//! mongowire Inspect Binary
//!
//! Decodes a captured request frame or a raw document and prints it,
//! optionally interpreted as one of the replication messages.

use std::fs::File;
use std::io::Read;
use std::net::IpAddr;
use std::path::PathBuf;

use clap::{Parser, ValueEnum};
use mongowire::bson::codec::decode_document;
use mongowire::command::Command;
use mongowire::oplog::OplogOperation;
use mongowire::repl::{HandshakeCommand, ReplSetHeartbeatCommand};
use mongowire::wire::{read_frame, RequestDecoder, RequestMessage};
use mongowire::{Config, Document, Result};
use tracing_subscriber::{fmt, EnvFilter};

/// What the input file holds
#[derive(Debug, Clone, Copy, PartialEq, Eq, ValueEnum)]
enum InputFormat {
    /// A complete request frame, header included
    Frame,
    /// A single binary document
    Document,
}

/// How to read the decoded document
#[derive(Debug, Clone, Copy, PartialEq, Eq, ValueEnum)]
enum Interpretation {
    Raw,
    HeartbeatArg,
    HeartbeatReply,
    Handshake,
    Oplog,
}

/// mongowire Inspect
#[derive(Parser, Debug)]
#[command(name = "mongowire-inspect")]
#[command(about = "Decode wire frames and documents")]
#[command(version)]
struct Args {
    /// File to decode
    input: PathBuf,

    /// Input format
    #[arg(short, long, value_enum, default_value = "frame")]
    format: InputFormat,

    /// Interpret the (query) document as a replication message
    #[arg(short = 'a', long = "as", value_enum, default_value = "raw")]
    interpretation: Interpretation,

    /// Client address recorded in the request envelope
    #[arg(long, default_value = "127.0.0.1")]
    client_address: IpAddr,

    /// Client port recorded in the request envelope
    #[arg(long, default_value = "0")]
    client_port: u16,

    /// Maximum frame size in MB
    #[arg(short = 'm', long, default_value = "48")]
    max_message_mb: usize,
}

fn main() {
    // Initialize tracing/logging
    let filter = EnvFilter::try_from_default_env()
        .unwrap_or_else(|_| EnvFilter::new("info,mongowire=debug"));

    fmt()
        .with_env_filter(filter)
        .with_target(true)
        .init();

    let args = Args::parse();

    tracing::info!("mongowire inspect v{}", mongowire::VERSION);
    tracing::info!("Input: {}", args.input.display());

    let config = Config::builder()
        .max_message_size(args.max_message_mb * 1_000_000)
        .build();

    if let Err(e) = run(&args, &config) {
        tracing::error!("Failed to decode {}: {}", args.input.display(), e);
        std::process::exit(1);
    }
}

fn run(args: &Args, config: &Config) -> Result<()> {
    let mut file = File::open(&args.input)?;

    let doc = match args.format {
        InputFormat::Frame => {
            let frame = read_frame(&mut file, config)?;
            tracing::debug!(
                "Frame: request {} op code {} ({} body bytes)",
                frame.header.request_id,
                frame.header.op_code,
                frame.body.len()
            );

            let decoder = RequestDecoder::new(config);
            let message = decoder.decode_frame(frame, args.client_address, args.client_port)?;
            println!("{:#?}", message);

            match message {
                RequestMessage::Query(query) => query.query,
                _ => return Ok(()),
            }
        }
        InputFormat::Document => {
            let mut raw = Vec::new();
            file.read_to_end(&mut raw)?;
            decode_document(&mut &raw[..], config.max_document_size)?
        }
    };

    println!("{}", doc);
    interpret(&doc, args.interpretation, config)
}

fn interpret(doc: &Document, interpretation: Interpretation, config: &Config) -> Result<()> {
    match interpretation {
        Interpretation::Raw => {}
        Interpretation::HeartbeatArg => {
            let arg = ReplSetHeartbeatCommand.unmarshall_arg(doc)?;
            if let Some(host) = &arg.sender_host {
                println!("sender: {}", host.with_default_port(config.default_port));
            }
            println!("{:#?}", arg);
        }
        Interpretation::HeartbeatReply => {
            let reply = ReplSetHeartbeatCommand.unmarshall_result(doc)?;
            println!("{:#?}", reply);
        }
        Interpretation::Handshake => {
            let arg = HandshakeCommand.unmarshall_arg(doc)?;
            println!("{:#?}", arg);
        }
        Interpretation::Oplog => {
            let op = OplogOperation::from_document(doc)?;
            println!("{:?} on {}: {:#?}", op.get_type(), op.database, op.payload);
        }
    }
    Ok(())
}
* * * *
AIM OF THE TASK » For the word "RequestMessage", report how many lines of the records contain it; respond with the number only.

SOLUTION FOR THIS TASK » 2